What you will do: Below is a block of records; please copy all of them exactly.

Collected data
§
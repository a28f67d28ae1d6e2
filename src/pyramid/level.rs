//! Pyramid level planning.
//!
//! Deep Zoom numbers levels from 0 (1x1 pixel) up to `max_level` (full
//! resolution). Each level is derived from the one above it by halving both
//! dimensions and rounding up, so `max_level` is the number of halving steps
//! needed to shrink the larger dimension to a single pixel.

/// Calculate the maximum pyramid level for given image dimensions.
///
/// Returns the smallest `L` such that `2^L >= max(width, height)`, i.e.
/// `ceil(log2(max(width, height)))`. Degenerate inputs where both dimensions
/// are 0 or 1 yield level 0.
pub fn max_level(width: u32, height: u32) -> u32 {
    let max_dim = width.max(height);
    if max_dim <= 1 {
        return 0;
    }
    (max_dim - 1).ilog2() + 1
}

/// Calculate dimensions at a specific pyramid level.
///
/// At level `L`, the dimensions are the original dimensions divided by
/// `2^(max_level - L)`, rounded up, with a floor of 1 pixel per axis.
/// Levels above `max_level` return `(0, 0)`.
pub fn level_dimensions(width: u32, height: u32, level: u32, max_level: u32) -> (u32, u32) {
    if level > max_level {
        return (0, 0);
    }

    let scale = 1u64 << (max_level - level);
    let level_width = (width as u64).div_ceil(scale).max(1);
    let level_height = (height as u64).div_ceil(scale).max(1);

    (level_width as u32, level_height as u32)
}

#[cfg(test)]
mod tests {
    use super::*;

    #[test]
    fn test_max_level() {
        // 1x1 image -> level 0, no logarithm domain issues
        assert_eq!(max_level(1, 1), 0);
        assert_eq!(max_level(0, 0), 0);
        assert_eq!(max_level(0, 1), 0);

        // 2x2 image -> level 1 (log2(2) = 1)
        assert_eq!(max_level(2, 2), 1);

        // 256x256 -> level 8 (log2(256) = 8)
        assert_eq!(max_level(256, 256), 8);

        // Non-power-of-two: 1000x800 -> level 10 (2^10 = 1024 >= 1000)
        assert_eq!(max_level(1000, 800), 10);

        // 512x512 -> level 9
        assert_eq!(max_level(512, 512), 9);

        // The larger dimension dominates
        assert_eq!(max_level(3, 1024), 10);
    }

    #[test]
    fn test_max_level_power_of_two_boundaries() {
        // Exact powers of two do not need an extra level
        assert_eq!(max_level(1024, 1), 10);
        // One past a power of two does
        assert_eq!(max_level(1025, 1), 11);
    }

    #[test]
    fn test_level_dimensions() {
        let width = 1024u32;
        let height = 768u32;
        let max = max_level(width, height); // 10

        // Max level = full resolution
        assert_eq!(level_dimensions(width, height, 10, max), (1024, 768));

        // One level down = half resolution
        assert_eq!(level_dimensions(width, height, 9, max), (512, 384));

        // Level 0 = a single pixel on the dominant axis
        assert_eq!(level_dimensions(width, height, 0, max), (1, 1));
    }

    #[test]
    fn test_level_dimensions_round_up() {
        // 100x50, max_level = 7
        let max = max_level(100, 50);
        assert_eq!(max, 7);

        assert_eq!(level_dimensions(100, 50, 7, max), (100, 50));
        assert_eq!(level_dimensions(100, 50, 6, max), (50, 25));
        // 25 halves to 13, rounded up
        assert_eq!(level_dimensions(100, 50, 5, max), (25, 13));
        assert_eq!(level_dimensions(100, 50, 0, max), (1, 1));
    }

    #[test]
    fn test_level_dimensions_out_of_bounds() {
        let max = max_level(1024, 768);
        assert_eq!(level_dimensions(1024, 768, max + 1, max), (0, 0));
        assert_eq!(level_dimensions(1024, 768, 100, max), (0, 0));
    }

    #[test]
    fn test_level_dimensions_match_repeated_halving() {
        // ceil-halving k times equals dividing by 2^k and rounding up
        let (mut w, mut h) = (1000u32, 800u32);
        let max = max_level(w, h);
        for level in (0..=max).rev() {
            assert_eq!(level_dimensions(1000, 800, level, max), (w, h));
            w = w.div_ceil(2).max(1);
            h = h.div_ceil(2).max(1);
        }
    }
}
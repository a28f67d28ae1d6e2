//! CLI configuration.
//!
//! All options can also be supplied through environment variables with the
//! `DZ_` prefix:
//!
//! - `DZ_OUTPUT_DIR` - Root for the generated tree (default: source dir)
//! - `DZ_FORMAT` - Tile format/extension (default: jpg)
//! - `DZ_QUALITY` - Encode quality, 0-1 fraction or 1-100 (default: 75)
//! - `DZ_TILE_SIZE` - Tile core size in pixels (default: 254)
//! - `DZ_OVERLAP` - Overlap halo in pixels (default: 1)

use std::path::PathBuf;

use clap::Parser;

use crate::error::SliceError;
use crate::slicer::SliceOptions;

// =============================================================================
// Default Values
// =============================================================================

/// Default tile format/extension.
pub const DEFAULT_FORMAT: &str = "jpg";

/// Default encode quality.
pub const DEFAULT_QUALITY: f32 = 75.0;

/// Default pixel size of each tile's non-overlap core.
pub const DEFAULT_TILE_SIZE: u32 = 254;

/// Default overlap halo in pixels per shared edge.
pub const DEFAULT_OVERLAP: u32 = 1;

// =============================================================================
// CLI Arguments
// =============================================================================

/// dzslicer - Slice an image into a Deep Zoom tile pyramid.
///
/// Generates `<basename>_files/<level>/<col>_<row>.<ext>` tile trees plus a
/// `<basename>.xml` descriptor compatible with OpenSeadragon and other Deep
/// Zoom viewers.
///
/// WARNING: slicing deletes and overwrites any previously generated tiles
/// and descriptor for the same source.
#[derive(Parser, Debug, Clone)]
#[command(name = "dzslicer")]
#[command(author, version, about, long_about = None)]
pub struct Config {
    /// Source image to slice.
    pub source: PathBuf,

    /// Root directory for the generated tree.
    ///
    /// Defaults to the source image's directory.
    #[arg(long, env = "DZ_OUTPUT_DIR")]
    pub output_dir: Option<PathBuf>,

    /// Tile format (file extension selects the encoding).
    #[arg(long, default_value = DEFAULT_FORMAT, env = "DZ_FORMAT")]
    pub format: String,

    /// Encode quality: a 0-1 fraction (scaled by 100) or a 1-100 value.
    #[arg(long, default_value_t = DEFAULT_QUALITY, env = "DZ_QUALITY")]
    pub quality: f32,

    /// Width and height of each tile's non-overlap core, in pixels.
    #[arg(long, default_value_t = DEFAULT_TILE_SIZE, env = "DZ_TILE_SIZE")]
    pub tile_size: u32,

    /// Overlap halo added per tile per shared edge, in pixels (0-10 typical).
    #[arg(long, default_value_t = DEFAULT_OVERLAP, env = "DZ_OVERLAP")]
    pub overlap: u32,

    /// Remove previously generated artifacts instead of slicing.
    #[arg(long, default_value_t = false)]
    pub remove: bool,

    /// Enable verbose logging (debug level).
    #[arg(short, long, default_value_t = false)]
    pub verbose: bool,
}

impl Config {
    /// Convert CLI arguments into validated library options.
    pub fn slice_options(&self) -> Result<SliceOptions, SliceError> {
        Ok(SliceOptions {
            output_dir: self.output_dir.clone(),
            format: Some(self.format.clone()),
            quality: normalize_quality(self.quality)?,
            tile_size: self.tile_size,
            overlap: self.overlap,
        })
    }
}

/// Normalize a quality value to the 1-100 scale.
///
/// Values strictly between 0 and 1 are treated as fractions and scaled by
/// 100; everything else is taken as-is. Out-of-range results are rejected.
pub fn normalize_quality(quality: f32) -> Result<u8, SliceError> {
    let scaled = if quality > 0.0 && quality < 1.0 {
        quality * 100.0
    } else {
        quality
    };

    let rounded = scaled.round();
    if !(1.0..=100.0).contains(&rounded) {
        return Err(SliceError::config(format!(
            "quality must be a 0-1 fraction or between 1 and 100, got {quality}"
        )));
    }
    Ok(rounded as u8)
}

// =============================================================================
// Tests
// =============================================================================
§
Response to the task:
repository a28f67d28ae1d6e2
filename src/pyramid/level.rs
//! Pyramid level planning.
//!
//! Deep Zoom numbers levels from 0 (1x1 pixel) up to `max_level` (full
//! resolution). Each level is derived from the one above it by halving both
//! dimensions and rounding up, so `max_level` is the number of halving steps
//! needed to shrink the larger dimension to a single pixel.

/// Calculate the maximum pyramid level for given image dimensions.
///
/// Returns the smallest `L` such that `2^L >= max(width, height)`, i.e.
/// `ceil(log2(max(width, height)))`. Degenerate inputs where both dimensions
/// are 0 or 1 yield level 0.
pub fn max_level(width: u32, height: u32) -> u32 {
    let max_dim = width.max(height);
    if max_dim <= 1 {
        return 0;
    }
    (max_dim - 1).ilog2() + 1
}

/// Calculate dimensions at a specific pyramid level.
///
/// At level `L`, the dimensions are the original dimensions divided by
/// `2^(max_level - L)`, rounded up, with a floor of 1 pixel per axis.
/// Levels above `max_level` return `(0, 0)`.
pub fn level_dimensions(width: u32, height: u32, level: u32, max_level: u32) -> (u32, u32) {
    if level > max_level {
        return (0, 0);
    }

    let scale = 1u64 << (max_level - level);
    let level_width = (width as u64).div_ceil(scale).max(1);
    let level_height = (height as u64).div_ceil(scale).max(1);

    (level_width as u32, level_height as u32)
}

#[cfg(test)]
mod tests {
    use super::*;

    #[test]
    fn test_max_level() {
        // 1x1 image -> level 0, no logarithm domain issues
        assert_eq!(max_level(1, 1), 0);
        assert_eq!(max_level(0, 0), 0);
        assert_eq!(max_level(0, 1), 0);

        // 2x2 image -> level 1 (log2(2) = 1)
        assert_eq!(max_level(2, 2), 1);

        // 256x256 -> level 8 (log2(256) = 8)
        assert_eq!(max_level(256, 256), 8);

        // Non-power-of-two: 1000x800 -> level 10 (2^10 = 1024 >= 1000)
        assert_eq!(max_level(1000, 800), 10);

        // 512x512 -> level 9
        assert_eq!(max_level(512, 512), 9);

        // The larger dimension dominates
        assert_eq!(max_level(3, 1024), 10);
    }

    #[test]
    fn test_max_level_power_of_two_boundaries() {
        // Exact powers of two do not need an extra level
        assert_eq!(max_level(1024, 1), 10);
        // One past a power of two does
        assert_eq!(max_level(1025, 1), 11);
    }

    #[test]
    fn test_level_dimensions() {
        let width = 1024u32;
        let height = 768u32;
        let max = max_level(width, height); // 10

        // Max level = full resolution
        assert_eq!(level_dimensions(width, height, 10, max), (1024, 768));

        // One level down = half resolution
        assert_eq!(level_dimensions(width, height, 9, max), (512, 384));

        // Level 0 = a single pixel on the dominant axis
        assert_eq!(level_dimensions(width, height, 0, max), (1, 1));
    }

    #[test]
    fn test_level_dimensions_round_up() {
        // 100x50, max_level = 7
        let max = max_level(100, 50);
        assert_eq!(max, 7);

        assert_eq!(level_dimensions(100, 50, 7, max), (100, 50));
        assert_eq!(level_dimensions(100, 50, 6, max), (50, 25));
        // 25 halves to 13, rounded up
        assert_eq!(level_dimensions(100, 50, 5, max), (25, 13));
        assert_eq!(level_dimensions(100, 50, 0, max), (1, 1));
    }

    #[test]
    fn test_level_dimensions_out_of_bounds() {
        let max = max_level(1024, 768);
        assert_eq!(level_dimensions(1024, 768, max + 1, max), (0, 0));
        assert_eq!(level_dimensions(1024, 768, 100, max), (0, 0));
    }

    #[test]
    fn test_level_dimensions_match_repeated_halving() {
        // ceil-halving k times equals dividing by 2^k and rounding up
        let (mut w, mut h) = (1000u32, 800u32);
        let max = max_level(w, h);
        for level in (0..=max).rev() {
            assert_eq!(level_dimensions(1000, 800, level, max), (w, h));
            w = w.div_ceil(2).max(1);
            h = h.div_ceil(2).max(1);
        }
    }
}
repository a28f67d28ae1d6e2
//! CLI configuration.
//!
//! All options can also be supplied through environment variables with the
//! `DZ_` prefix:
//!
//! - `DZ_OUTPUT_DIR` - Root for the generated tree (default: source dir)
//! - `DZ_FORMAT` - Tile format/extension (default: jpg)
//! - `DZ_QUALITY` - Encode quality, 0-1 fraction or 1-100 (default: 75)
//! - `DZ_TILE_SIZE` - Tile core size in pixels (default: 254)
//! - `DZ_OVERLAP` - Overlap halo in pixels (default: 1)

use std::path::PathBuf;

use clap::Parser;

use crate::error::SliceError;
use crate::slicer::SliceOptions;

// =============================================================================
// Default Values
// =============================================================================

/// Default tile format/extension.
pub const DEFAULT_FORMAT: &str = "jpg";

/// Default encode quality.
pub const DEFAULT_QUALITY: f32 = 75.0;

/// Default pixel size of each tile's non-overlap core.
pub const DEFAULT_TILE_SIZE: u32 = 254;

/// Default overlap halo in pixels per shared edge.
pub const DEFAULT_OVERLAP: u32 = 1;

// =============================================================================
// CLI Arguments
// =============================================================================

/// dzslicer - Slice an image into a Deep Zoom tile pyramid.
///
/// Generates `<basename>_files/<level>/<col>_<row>.<ext>` tile trees plus a
/// `<basename>.xml` descriptor compatible with OpenSeadragon and other Deep
/// Zoom viewers.
///
/// WARNING: slicing deletes and overwrites any previously generated tiles
/// and descriptor for the same source.
#[derive(Parser, Debug, Clone)]
#[command(name = "dzslicer")]
#[command(author, version, about, long_about = None)]
pub struct Config {
    /// Source image to slice.
    pub source: PathBuf,

    /// Root directory for the generated tree.
    ///
    /// Defaults to the source image's directory.
    #[arg(long, env = "DZ_OUTPUT_DIR")]
    pub output_dir: Option<PathBuf>,

    /// Tile format (file extension selects the encoding).
    #[arg(long, default_value = DEFAULT_FORMAT, env = "DZ_FORMAT")]
    pub format: String,

    /// Encode quality: a 0-1 fraction (scaled by 100) or a 1-100 value.
    #[arg(long, default_value_t = DEFAULT_QUALITY, env = "DZ_QUALITY")]
    pub quality: f32,

    /// Width and height of each tile's non-overlap core, in pixels.
    #[arg(long, default_value_t = DEFAULT_TILE_SIZE, env = "DZ_TILE_SIZE")]
    pub tile_size: u32,

    /// Overlap halo added per tile per shared edge, in pixels (0-10 typical).
    #[arg(long, default_value_t = DEFAULT_OVERLAP, env = "DZ_OVERLAP")]
    pub overlap: u32,

    /// Remove previously generated artifacts instead of slicing.
    #[arg(long, default_value_t = false)]
    pub remove: bool,

    /// Enable verbose logging (debug level).
    #[arg(short, long, default_value_t = false)]
    pub verbose: bool,
}

impl Config {
    /// Convert CLI arguments into validated library options.
    pub fn slice_options(&self) -> Result<SliceOptions, SliceError> {
        Ok(SliceOptions {
            output_dir: self.output_dir.clone(),
            format: Some(self.format.clone()),
            quality: normalize_quality(self.quality)?,
            tile_size: self.tile_size,
            overlap: self.overlap,
        })
    }
}

/// Normalize a quality value to the 1-100 scale.
///
/// Values strictly between 0 and 1 are treated as fractions and scaled by
/// 100; everything else is taken as-is. Out-of-range results are rejected.
pub fn normalize_quality(quality: f32) -> Result<u8, SliceError> {
    let scaled = if quality > 0.0 && quality < 1.0 {
        quality * 100.0
    } else {
        quality
    };

    let rounded = scaled.round();
    if !(1.0..=100.0).contains(&rounded) {
        return Err(SliceError::config(format!(
            "quality must be a 0-1 fraction or between 1 and 100, got {quality}"
        )));
    }
    Ok(rounded as u8)
}

// =============================================================================
// Tests
// =============================================================================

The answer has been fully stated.